В предпочтительном варианте первого подаспекта изобретения

первый фрагмент “бокс В1А” содержит нуклеотидную последовательность AGCGUG.

В одном из вариантов первого подаспекта изобретения

второй фрагмент “бокс В2” содержит нуклеотидную последовательность CCCGGU.

В одном из вариантов первого подаспекта изобретения

третий фрагмент “бокс В3” содержит нуклеотидную последовательность GUG.

В одном из вариантов первого подаспекта изобретения

четвертый фрагмент “бокс В4” содержит нуклеотидную последовательность GUA.

В одном из вариантов первого подаспекта изобретения

пятый фрагмент “бокс В5” содержит нуклеотидную последовательность GGGGGGCGCGACC.

В одном из вариантов первого подаспекта изобретения

шестой фрагмент “бокс В6” содержит нуклеотидную последовательность UACAUUUG.

В одном из вариантов первого подаспекта изобретения

седьмой фрагмент “бокс В1В” содержит нуклеотидную последовательность CACGCU.

В одном из вариантов первого подаспекта изобретения нуклеиновая кислота содержит нуклеотидную последовательность SEQ ID NО:21.

Во втором подаспекте первого аспекта изобретения нуклеиновая кислота типа 1В содержит, в направлении 5'→3', первый фрагмент “бокс В1А”, второй фрагмент “бокс В2”, третий фрагмент “бокс В3”, четвертый фрагмент “бокс В4”, пятый фрагмент “бокс В5”, шестой фрагмент “бокс В6” и седьмой фрагмент “бокс B1B”, где:

первый фрагмент “бокс В1А” и седьмой фрагмент “бокс B1B” необязательно гибридизуются друг с другом, и в результате такой гибридизации образуется двухцепочечная структура,

первый фрагмент “бокс В1А” содержит нуклеотидную последовательность AGYRUG,

второй фрагмент “бокс В2” содержит нуклеотидную последовательность CCAGCU или CCAGY,

третий фрагмент “бокс В3” содержит нуклеотидную последовательность GUG,

четвертый фрагмент “бокс В4” содержит нуклеотидную последовательность AUG,

пятый фрагмент “бокс В5” содержит нуклеотидную последовательность GGGGGGCGCGACC,

шестой фрагмент “бокс В6” содержит нуклеотидную последовательность CAUUUUA или CAUUUA и

седьмой фрагмент “бокс В1В” содержит нуклеотидную последовательность CAYRCU.

В одном из вариантов второго подаспекта изобретения

первый фрагмент “бокс В1А” содержит нуклеотидную последовательность AGCGUG.

В одном из вариантов второго подаспекта изобретения

второй фрагмент “бокс В2” содержит нуклеотидную последовательность CCAGU.

В одном из вариантов второго подаспекта изобретения

шестой фрагмент “бокс В6” содержит нуклеотидную последовательность CAUUUUA.

В одном из вариантов второго подаспекта изобретения

седьмой фрагмент “бокс В1В” содержит нуклеотидную последовательность CACGCU.

В одном из вариантов второго подаспекта изобретения нуклеиновая кислота содержит нуклеотидные последовательности SEQ ID NO:28 и SEQ ID NO:27.

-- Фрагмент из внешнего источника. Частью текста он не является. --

#[cfg(test)]
mod tests {
    use super::*;
    use crate::clients::memory::{MemoryGrid, MemoryIdentity, Operation, SequentialKeys};
    use crate::clients::ClientError;
    use std::sync::Arc;

    fn config() -> EngineConfig {
        EngineConfig {
            completion_budget_secs: 1,
            poll_interval_ms: 10,
            port_range_start: 3000,
            port_range_end: 3004,
            port_attempts: 64,
            ..EngineConfig::default()
        }
    }

    fn setup() -> (Arc<MemoryGrid>, NetworkReconciler) {
        let grid = Arc::new(MemoryGrid::new());
        let clients = GridClients {
            ledger: grid.clone(),
            agent: grid.clone(),
            directory: grid.clone(),
            identity: Arc::new(MemoryIdentity::new(14)),
            keys: Arc::new(SequentialKeys::new("test")),
        };
        let reconciler = NetworkReconciler::with_rng(clients, config(), StdRng::seed_from_u64(7));
        (grid, reconciler)
    }

    fn spec(nodes: Vec<u32>) -> NetworkSpec {
        NetworkSpec {
            name: "net1".to_string(),
            description: "mesh".to_string(),
            ip_range: "10.1.0.0/16".to_string(),
            nodes,
            public_node: None,
        }
    }

    #[tokio::test]
    async fn test_create_single_node() {
        let (grid, reconciler) = setup();
        let mut state = NetworkState::default();
        reconciler.reconcile(&spec(vec![1]), &mut state).await.unwrap();

        assert!(state.id.is_some());
        assert_eq!(state.public_node, Some(1));
        assert_eq!(state.external_subnet, Some("10.1.2.0/24".parse().unwrap()));
        assert_eq!(state.nodes.len(), 1);

        let node = &state.nodes[0];
        assert_eq!(node.subnet, "10.1.3.0/24".parse::<Ipv4Net>().unwrap());
        assert!((3000..3004).contains(&node.port));
        assert_eq!(node.version, Some(0));
        assert!(!node.pending);
        assert!(grid.reserved(1).contains(&node.port));
        assert!(state.access_config.contains("Address = 100.64.1.2\n"));
    }

    #[tokio::test]
    async fn test_port_avoids_reserved() {
        let (grid, reconciler) = setup();
        grid.set_reserved_ports(1, [3000, 3001, 3003]);
        let mut state = NetworkState::default();
        reconciler.reconcile(&spec(vec![1]), &mut state).await.unwrap();
        assert_eq!(state.nodes[0].port, 3002);
    }

    #[tokio::test]
    async fn test_port_space_exhausted() {
        let (grid, reconciler) = setup();
        grid.set_reserved_ports(1, 3000..3004);
        let mut state = NetworkState::default();
        assert!(matches!(
            reconciler.reconcile(&spec(vec![1]), &mut state).await,
            Err(ProvisionError::PortSpaceExhausted {
                node_id: 1,
                attempts: 64
            })
        ));
        assert_eq!(grid.count(Operation::CreateContract), 0);
        assert!(state.nodes.is_empty());
    }

    #[tokio::test]
    async fn test_public_node_must_be_declared() {
        let (grid, reconciler) = setup();
        let mut declared = spec(vec![1, 2]);
        declared.public_node = Some(9);
        let mut state = NetworkState::default();
        assert!(matches!(
            reconciler.reconcile(&declared, &mut state).await,
            Err(ProvisionError::Validation(ValidationError::PublicNodeMissing(9)))
        ));
        assert!(grid.calls().is_empty());
        assert_eq!(state, NetworkState::default());
    }

    #[tokio::test]
    async fn test_duplicate_node_rejected() {
        let (grid, reconciler) = setup();
        let mut state = NetworkState::default();
        assert!(matches!(
            reconciler.reconcile(&spec(vec![1, 2, 1]), &mut state).await,
            Err(ProvisionError::Validation(ValidationError::DuplicateNode(1)))
        ));
        assert!(grid.calls().is_empty());
    }

    #[tokio::test]
    async fn test_range_change_rejected() {
        let (_grid, reconciler) = setup();
        let mut state = NetworkState::default();
        reconciler.reconcile(&spec(vec![1]), &mut state).await.unwrap();

        let mut moved = spec(vec![1]);
        moved.ip_range = "10.2.0.0/16".to_string();
        assert!(matches!(
            reconciler.reconcile(&moved, &mut state).await,
            Err(ProvisionError::Validation(ValidationError::InvalidIpRange(_)))
        ));
    }

    #[tokio::test]
    async fn test_unchanged_network_makes_no_remote_calls() {
        let (grid, reconciler) = setup();
        let mut state = NetworkState::default();
        reconciler.reconcile(&spec(vec![1, 2]), &mut state).await.unwrap();
        let before = state.clone();

        grid.clear_calls();
        reconciler.reconcile(&spec(vec![2, 1]), &mut state).await.unwrap();
        assert!(grid.calls().is_empty());
        assert_eq!(state, before);
    }

    #[tokio::test]
    async fn test_description_change_updates_every_node() {
        let (grid, reconciler) = setup();
        let mut state = NetworkState::default();
        reconciler.reconcile(&spec(vec![1, 2]), &mut state).await.unwrap();

        let mut declared = spec(vec![1, 2]);
        declared.description = "renamed".to_string();
        grid.clear_calls();
        reconciler.reconcile(&declared, &mut state).await.unwrap();

        assert_eq!(grid.count(Operation::UpdateContract), 2);
        assert_eq!(grid.count(Operation::CreateContract), 0);
        assert!(state.nodes.iter().all(|n| n.version == Some(1)));
        assert_eq!(state.description, "renamed");
    }

    #[tokio::test]
    async fn test_finalize_cancels_every_node() {
        let (grid, reconciler) = setup();
        let mut state = NetworkState::default();
        reconciler.reconcile(&spec(vec![1, 2]), &mut state).await.unwrap();
        let contracts: Vec<u64> = state.nodes.iter().filter_map(|n| n.contract_id).collect();

        reconciler.finalize(&mut state).await.unwrap();
        assert_eq!(state, NetworkState::default());
        for contract_id in contracts {
            assert!(grid.is_cancelled(contract_id));
        }
        assert!(grid.reserved(1).is_empty());
    }

    #[tokio::test]
    async fn test_finalize_keeps_records_it_could_not_cancel() {
        let (grid, reconciler) = setup();
        let mut state = NetworkState::default();
        reconciler.reconcile(&spec(vec![1, 2]), &mut state).await.unwrap();

        grid.fail_next(
            Operation::CancelContract,
            ClientError::Transport("connection reset".to_string()),
        );
        assert!(matches!(
            reconciler.finalize(&mut state).await,
            Err(ProvisionError::Remote {
                operation: "cancel contract",
                node_id: 1,
                ..
            })
        ));
        assert_eq!(state.node_ids(), BTreeSet::from([1]));
        assert_eq!(grid.count(Operation::CancelContract), 2);
    }

    #[tokio::test]
    async fn test_failed_removal_keeps_new_access_point() {
        let (grid, reconciler) = setup();
        let mut state = NetworkState::default();
        reconciler.reconcile(&spec(vec![1, 2]), &mut state).await.unwrap();
        assert_eq!(state.public_node, Some(1));

        grid.fail_next(
            Operation::CancelContract,
            ClientError::Transport("ledger down".to_string()),
        );
        assert!(reconciler.reconcile(&spec(vec![2]), &mut state).await.is_err());

        // node 1 still awaits removal, node 2 already carries the access point
        assert_eq!(state.node_ids(), BTreeSet::from([1, 2]));
        assert_eq!(state.public_node, Some(2));
        let public_key = state.node(2).unwrap().key.public_key.clone();
        assert!(state
            .access_config
            .contains(&format!("PublicKey = {}\n", public_key)));

        reconciler.reconcile(&spec(vec![2]), &mut state).await.unwrap();
        assert_eq!(state.node_ids(), BTreeSet::from([2]));
        assert_eq!(grid.count_for(Operation::CancelContract, 1), 2);
    }

    #[tokio::test]
    async fn test_networks_sharing_a_node() {
        let (grid, reconciler) = setup();
        let mut first = NetworkState::default();
        reconciler.reconcile(&spec(vec![1, 2]), &mut first).await.unwrap();

        let mut other = spec(vec![2]);
        other.name = "net2".to_string();
        let mut second = NetworkState::default();
        reconciler.reconcile(&other, &mut second).await.unwrap();

        assert_ne!(
            first.node(2).unwrap().contract_id,
            second.node(2).unwrap().contract_id
        );
        assert_eq!(grid.count_for(Operation::CreateContract, 2), 2);
    }
}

В третьем подаспекте первого аспекта изобретения нуклеиновая кислота типа 2 содержит, в направлении 5'→3', первый фрагмент “бокс B1A”, второй фрагмент “бокс В2” и третий фрагмент “бокс В1В”, где

первый фрагмент “бокс В1А” и третий фрагмент “бокс В1В” необязательно гибридизуются друг с другом, и в результате такой гибридизации образуется двухцепочечная структура,

первый фрагмент “бокс В1А” содержит нуклеотидную последовательность, выбранную из группы, содержащей ACGCA, CGCA и GCA,

второй фрагмент “бокс В2” содержит нуклеотидную последовательность CSUCCCUCACCGGUGCAAGUGAAGCCGYGGCUC, а

третий фрагмент “бокс В1В” содержит нуклеотидную последовательность, выбранную из группы, содержащей UGCGU, UGCG и UGC.

В одном из вариантов третьего подаспекта изобретения

второй фрагмент “бокс В2” содержит нуклеотидную последовательность CGUCCCUCACCGGUGCAAGUGAAGCCGUGGCUC.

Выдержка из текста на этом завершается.